How I landed on this river bank is an interesting story. It began two or three years ago when some local environmentalists began collecting water quality data and approached area businesses to sponsor bulletin boards to communicate their findings to the community. Since I kayak on this river, and since our business is helping people turn data into knowledge, I offered to take it a step further and assemble their data on our website.
Over the next few years we started collecting data, and publishing it on our site. (You can get to this data by clicking here and logging in with a username of CCWP and no password. Poke around to see WebViz, our web-based charting tool, in action.) But I didn’t give it a lot of time, we didn’t promote it, and not many people knew what to do with the charts.
Fast forward to this summer. We had hired a summer intern to help us develop the beta version of GS Collect, a new data entry module for mobile devices. We wanted to build something that had the flexibility to work in a wide variety of situations. It had to be customizable. While we were still in the early stages of this project, I had a conversation with Prof. Sensenig, and mentioned what we were working on. It was liking dropping water in a hot skillet. Ryan immediately saw the connections and the possibilities, and in a few minutes he formed a vision that connected his educational goals with our products and the community at large.

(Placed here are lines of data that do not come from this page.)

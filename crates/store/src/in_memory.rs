//! In-memory backend: useful for testing and ephemeral sessions.

use async_trait::async_trait;
use chrono::Utc;
use offerdesk_core::error::StoreError;
use offerdesk_core::message::{FileId, NewTurn, Turn, UserId};
use offerdesk_core::offer::{Offer, OfferField, OfferFields, OfferId};
use offerdesk_core::store::{ensure_owner, ConversationStore, FileMeta, FileStore, OfferStore};
use std::collections::HashMap;
use std::sync::Arc;
use tokio::sync::RwLock;

#[derive(Default)]
struct Inner {
    turns: Vec<Turn>,
    files: HashMap<FileId, (FileMeta, Vec<u8>)>,
    offers: Vec<Offer>,
    next_offer_id: OfferId,
}

/// An in-memory store for turns, files and offers.
/// Useful for testing and sessions where persistence isn't needed.
#[derive(Clone, Default)]
pub struct InMemoryStore {
    inner: Arc<RwLock<Inner>>,
}

impl InMemoryStore {
    pub fn new() -> Self {
        Self::default()
    }

    /// Register a file with its content.
    pub async fn put_file(&self, meta: FileMeta, bytes: Vec<u8>) {
        self.inner
            .write()
            .await
            .files
            .insert(meta.id.clone(), (meta, bytes));
    }

    /// All turns of a user, oldest first.
    pub async fn turns_for(&self, user_id: &UserId) -> Vec<Turn> {
        self.inner
            .read()
            .await
            .turns
            .iter()
            .filter(|t| &t.user_id == user_id)
            .cloned()
            .collect()
    }

    async fn with_offer<F>(&self, user_id: &UserId, id: OfferId, f: F) -> Result<Offer, StoreError>
    where
        F: FnOnce(&mut Offer) + Send,
    {
        let mut inner = self.inner.write().await;
        let offer = inner
            .offers
            .iter_mut()
            .find(|o| o.id == id)
            .ok_or_else(|| StoreError::NotFound {
                kind: "offer",
                id: id.to_string(),
            })?;
        ensure_owner(offer, user_id)?;
        f(offer);
        Ok(offer.clone())
    }
}

#[async_trait]
impl ConversationStore for InMemoryStore {
    async fn load_recent_turns(&self, user_id: &UserId, limit: usize) -> Result<Vec<Turn>, StoreError> {
        let inner = self.inner.read().await;
        let mine: Vec<&Turn> = inner.turns.iter().filter(|t| &t.user_id == user_id).collect();
        let skip = mine.len().saturating_sub(limit);
        Ok(mine.into_iter().skip(skip).cloned().collect())
    }

    async fn append_turn(&self, turn: NewTurn) -> Result<Turn, StoreError> {
        let turn = turn.into_turn();
        self.inner.write().await.turns.push(turn.clone());
        Ok(turn)
    }
}

#[async_trait]
impl FileStore for InMemoryStore {
    async fn resolve_file(&self, id: &FileId) -> Result<FileMeta, StoreError> {
        self.inner
            .read()
            .await
            .files
            .get(id)
            .map(|(meta, _)| meta.clone())
            .ok_or_else(|| StoreError::NotFound {
                kind: "file",
                id: id.to_string(),
            })
    }

    async fn read_file(&self, id: &FileId) -> Result<Vec<u8>, StoreError> {
        self.inner
            .read()
            .await
            .files
            .get(id)
            .map(|(_, bytes)| bytes.clone())
            .ok_or_else(|| StoreError::NotFound {
                kind: "file",
                id: id.to_string(),
            })
    }
}

#[async_trait]
impl OfferStore for InMemoryStore {
    async fn create_offer(&self, user_id: &UserId, fields: OfferFields) -> Result<Offer, StoreError> {
        let mut inner = self.inner.write().await;
        inner.next_offer_id += 1;
        let offer = Offer::new(inner.next_offer_id, user_id.clone(), fields);
        inner.offers.push(offer.clone());
        Ok(offer)
    }

    async fn update_offer(&self, user_id: &UserId, id: OfferId, patch: OfferFields) -> Result<Offer, StoreError> {
        self.with_offer(user_id, id, |offer| offer.apply(patch)).await
    }

    async fn get_offer(&self, user_id: &UserId, id: OfferId) -> Result<Offer, StoreError> {
        self.with_offer(user_id, id, |_| {}).await
    }

    async fn list_offers(&self, user_id: &UserId) -> Result<Vec<Offer>, StoreError> {
        Ok(self
            .inner
            .read()
            .await
            .offers
            .iter()
            .filter(|o| &o.user_id == user_id)
            .cloned()
            .collect())
    }

    async fn record_question(&self, user_id: &UserId, id: OfferId, field: OfferField) -> Result<Offer, StoreError> {
        self.with_offer(user_id, id, |offer| {
            offer.pending_field = Some(field);
            offer.updated_at = Utc::now();
        })
        .await
    }
}

#[cfg(test)]
mod tests {
    use super::*;

    fn alice() -> UserId {
        UserId::new("alice")
    }

    #[tokio::test]
    async fn recent_turns_are_oldest_first_and_limited() {
        let store = InMemoryStore::new();
        for i in 0..5 {
            store.append_turn(NewTurn::user(alice(), format!("msg {i}"))).await.unwrap();
        }
        store.append_turn(NewTurn::user(UserId::new("bob"), "other")).await.unwrap();

        let turns = store.load_recent_turns(&alice(), 3).await.unwrap();
        let contents: Vec<_> = turns.iter().map(|t| t.content.clone().unwrap()).collect();
        assert_eq!(contents, vec!["msg 2", "msg 3", "msg 4"]);
    }

    #[tokio::test]
    async fn offers_get_sequential_ids_and_are_scoped() {
        let store = InMemoryStore::new();
        let first = store.create_offer(&alice(), OfferFields::default()).await.unwrap();
        let second = store.create_offer(&UserId::new("bob"), OfferFields::default()).await.unwrap();
        assert_eq!(first.id, 1);
        assert_eq!(second.id, 2);

        assert_eq!(store.list_offers(&alice()).await.unwrap().len(), 1);
        let err = store.get_offer(&alice(), second.id).await.unwrap_err();
        assert!(matches!(err, StoreError::Forbidden { .. }));
    }

    #[tokio::test]
    async fn update_and_record_question() {
        let store = InMemoryStore::new();
        let offer = store.create_offer(&alice(), OfferFields::default()).await.unwrap();

        let asked = store.record_question(&alice(), offer.id, OfferField::Brand).await.unwrap();
        assert_eq!(asked.pending_field, Some(OfferField::Brand));

        let updated = store
            .update_offer(
                &alice(),
                offer.id,
                OfferFields {
                    brand: Some("Bosch".into()),
                    ..OfferFields::default()
                },
            )
            .await
            .unwrap();
        assert_eq!(updated.fields.brand.as_deref(), Some("Bosch"));
        assert_eq!(updated.pending_field, None);
    }

    #[tokio::test]
    async fn missing_offer_is_not_found() {
        let store = InMemoryStore::new();
        let err = store.get_offer(&alice(), 99).await.unwrap_err();
        assert!(matches!(err, StoreError::NotFound { kind: "offer", .. }));
    }

    #[tokio::test]
    async fn files_resolve_and_read() {
        let store = InMemoryStore::new();
        store
            .put_file(
                FileMeta {
                    id: FileId::new("f1"),
                    filename: "price-list.pdf".into(),
                    mime_type: "application/pdf".into(),
                    size: 3,
                    owner: None,
                    created_at: Utc::now(),
                },
                vec![1, 2, 3],
            )
            .await;

        assert_eq!(store.resolve_file(&FileId::new("f1")).await.unwrap().filename, "price-list.pdf");
        assert_eq!(store.read_file(&FileId::new("f1")).await.unwrap(), vec![1, 2, 3]);
        assert!(store.read_file(&FileId::new("nope")).await.is_err());
    }
}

So here is what we’re working on:
Hertzler Systems donated licenses of GainSeeker Suite to Goshen College, and installed them on a college server. We custom-configured the mobile app to collect dozens of water quality indicators. Students download the app for free from the Apple Store, and configure it to point to their server, and have instant access to the checks for water quality. These checks include everything from chemical results to counts of invertebrate species. We consider this a kind of acid test for the app – if we can configure it to do this work, and turn a bunch of college freshmen loose on it, we think the new app can probably work in any situation our customers throw at us.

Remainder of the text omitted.